//! In-process test mount.
//!
//! Builds a [`Mount`] over a [`MemoryObjectStore`] and a tempdir-backed
//! overlay (no kernel mount involved), plus helpers for assembling store
//! fixtures and driving common operations by path.

// Not all tests use every helper.
#![allow(dead_code)]

use canopy_core::{
    Blob, Hash, InodeNumber, MemoryObjectStore, Overlay, PathComponent, RelativePath, Tree,
    TreeEntry, TreeEntryKind,
};
use canopy_fuse::inode::tree::DirListEntry;
use canopy_fuse::{
    Dispatcher, FileInode, FsResult, InodePtr, Mount, MountConfig, RequestContext, TreeInode,
};
use std::sync::atomic::{AtomicU64, Ordering};
use std::sync::Arc;
use tempfile::TempDir;

/// A deterministic content address for fixtures.
pub fn test_hash(n: u64) -> Hash {
    let mut bytes = [0u8; Hash::LEN];
    bytes[..8].copy_from_slice(&n.to_be_bytes());
    bytes[Hash::LEN - 1] = 0x5a;
    Hash::from_bytes(bytes)
}

/// Declarative fixture for building trees in the object store.
pub enum TreeSpec {
    File(&'static str, &'static [u8]),
    Exec(&'static str, &'static [u8]),
    Symlink(&'static str, &'static [u8]),
    Dir(&'static str, Vec<TreeSpec>),
}

static NEXT_FIXTURE_HASH: AtomicU64 = AtomicU64::new(0x1000);

fn fixture_hash() -> Hash {
    test_hash(NEXT_FIXTURE_HASH.fetch_add(1, Ordering::Relaxed))
}

/// Insert `children` as a tree (recursively inserting blobs and subtrees)
/// and return the tree's hash.
pub fn build_tree(store: &MemoryObjectStore, children: Vec<TreeSpec>) -> Hash {
    let mut entries = Vec::new();
    for child in children {
        let entry = match child {
            TreeSpec::File(name, data) => TreeEntry::new(
                name.parse().unwrap(),
                TreeEntryKind::Regular,
                store.insert_blob(Blob::new(fixture_hash(), data.to_vec())),
            ),
            TreeSpec::Exec(name, data) => TreeEntry::new(
                name.parse().unwrap(),
                TreeEntryKind::Executable,
                store.insert_blob(Blob::new(fixture_hash(), data.to_vec())),
            ),
            TreeSpec::Symlink(name, target) => TreeEntry::new(
                name.parse().unwrap(),
                TreeEntryKind::Symlink,
                store.insert_blob(Blob::new(fixture_hash(), target.to_vec())),
            ),
            TreeSpec::Dir(name, grandchildren) => TreeEntry::new(
                name.parse().unwrap(),
                TreeEntryKind::Tree,
                build_tree(store, grandchildren),
            ),
        };
        entries.push(entry);
    }
    store.insert_tree(Tree::new(fixture_hash(), entries))
}

pub struct TestMount {
    pub mount: Arc<Mount>,
    pub store: Arc<MemoryObjectStore>,
    pub dispatcher: Dispatcher,
    pub root_tree: Option<Hash>,
    _overlay_dir: TempDir,
}

impl TestMount {
    /// Mount a fixture tree.
    pub async fn with_tree(children: Vec<TreeSpec>) -> Self {
        let store = Arc::new(MemoryObjectStore::new());
        let root_tree = build_tree(&store, children);
        Self::open(store, Some(root_tree)).await
    }

    /// Mount with an empty, materialized root.
    pub async fn empty() -> Self {
        Self::open(Arc::new(MemoryObjectStore::new()), None).await
    }

    pub async fn open(store: Arc<MemoryObjectStore>, root_tree: Option<Hash>) -> Self {
        let overlay_dir = TempDir::new().expect("failed to create overlay dir");
        let overlay = Overlay::open(overlay_dir.path()).expect("failed to open overlay");
        let mount = Mount::open(
            Arc::clone(&store) as Arc<dyn canopy_core::ObjectStore>,
            overlay,
            MountConfig::default(),
            root_tree,
        )
        .await
        .expect("failed to open mount");
        TestMount {
            dispatcher: Dispatcher::new(Arc::clone(&mount)),
            mount,
            store,
            root_tree,
            _overlay_dir: overlay_dir,
        }
    }

    pub fn ctx(&self) -> RequestContext {
        RequestContext::internal()
    }

    pub fn name(&self, name: &str) -> PathComponent {
        name.parse().expect("invalid path component")
    }

    pub fn path(&self, path: &str) -> RelativePath {
        path.parse().expect("invalid path")
    }

    pub async fn resolve(&self, path: &str) -> FsResult<InodePtr> {
        self.mount.resolve(&self.path(path)).await
    }

    pub async fn resolve_tree(&self, path: &str) -> Arc<TreeInode> {
        self.resolve(path)
            .await
            .expect("path did not resolve")
            .as_tree()
            .expect("path is not a directory")
    }

    pub async fn resolve_file(&self, path: &str) -> Arc<FileInode> {
        self.resolve(path)
            .await
            .expect("path did not resolve")
            .as_file()
            .expect("path is not a file")
    }

    pub async fn read(&self, path: &str) -> Vec<u8> {
        self.resolve_file(path).await.read_all().await.expect("read failed")
    }

    /// Overwrite a file's contents entirely.
    pub async fn write(&self, path: &str, data: &[u8]) {
        let file = self.resolve_file(path).await;
        file.truncate(0).await.expect("truncate failed");
        file.write(0, data).await.expect("write failed");
    }

    pub async fn listing(&self, path: &str) -> Vec<String> {
        self.resolve_tree(path)
            .await
            .readdir()
            .await
            .into_iter()
            .map(|DirListEntry { name, .. }| name.as_str().to_string())
            .collect()
    }

    pub async fn create(&self, dir: &str, name: &str) -> Arc<FileInode> {
        self.resolve_tree(dir)
            .await
            .create(&self.name(name), 0o644, &self.ctx())
            .await
            .expect("create failed")
    }

    pub async fn mkdir(&self, dir: &str, name: &str) -> Arc<TreeInode> {
        self.resolve_tree(dir)
            .await
            .mkdir(&self.name(name), 0o755, &self.ctx())
            .await
            .expect("mkdir failed")
    }

    pub async fn unlink(&self, dir: &str, name: &str) -> FsResult<()> {
        self.resolve_tree(dir)
            .await
            .unlink(&self.name(name), &self.ctx())
            .await
    }

    pub async fn rmdir(&self, dir: &str, name: &str) -> FsResult<()> {
        self.resolve_tree(dir)
            .await
            .rmdir(&self.name(name), &self.ctx())
            .await
    }

    pub async fn rename(
        &self,
        src_dir: &str,
        src_name: &str,
        dest_dir: &str,
        dest_name: &str,
    ) -> FsResult<()> {
        let src = self.resolve_tree(src_dir).await;
        let dest = self.resolve_tree(dest_dir).await;
        src.rename(&self.name(src_name), &dest, &self.name(dest_name), &self.ctx())
            .await
    }

    pub async fn inode_number(&self, path: &str) -> InodeNumber {
        self.resolve(path)
            .await
            .expect("path did not resolve")
            .number()
    }
}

------------------------------------------------------------

→ Work instructions:
Go through the material above and output exactly the lines from the one containing "use every helper." through the one containing "use tempfile::TempDir;".

→ Answer box:
// Not all tests use every helper.
#![allow(dead_code)]

use canopy_core::{
    Blob, Hash, InodeNumber, MemoryObjectStore, Overlay, PathComponent, RelativePath, Tree,
    TreeEntry, TreeEntryKind,
};
use canopy_fuse::inode::tree::DirListEntry;
use canopy_fuse::{
    Dispatcher, FileInode, FsResult, InodePtr, Mount, MountConfig, RequestContext, TreeInode,
};
use std::sync::atomic::{AtomicU64, Ordering};
use std::sync::Arc;
use tempfile::TempDir;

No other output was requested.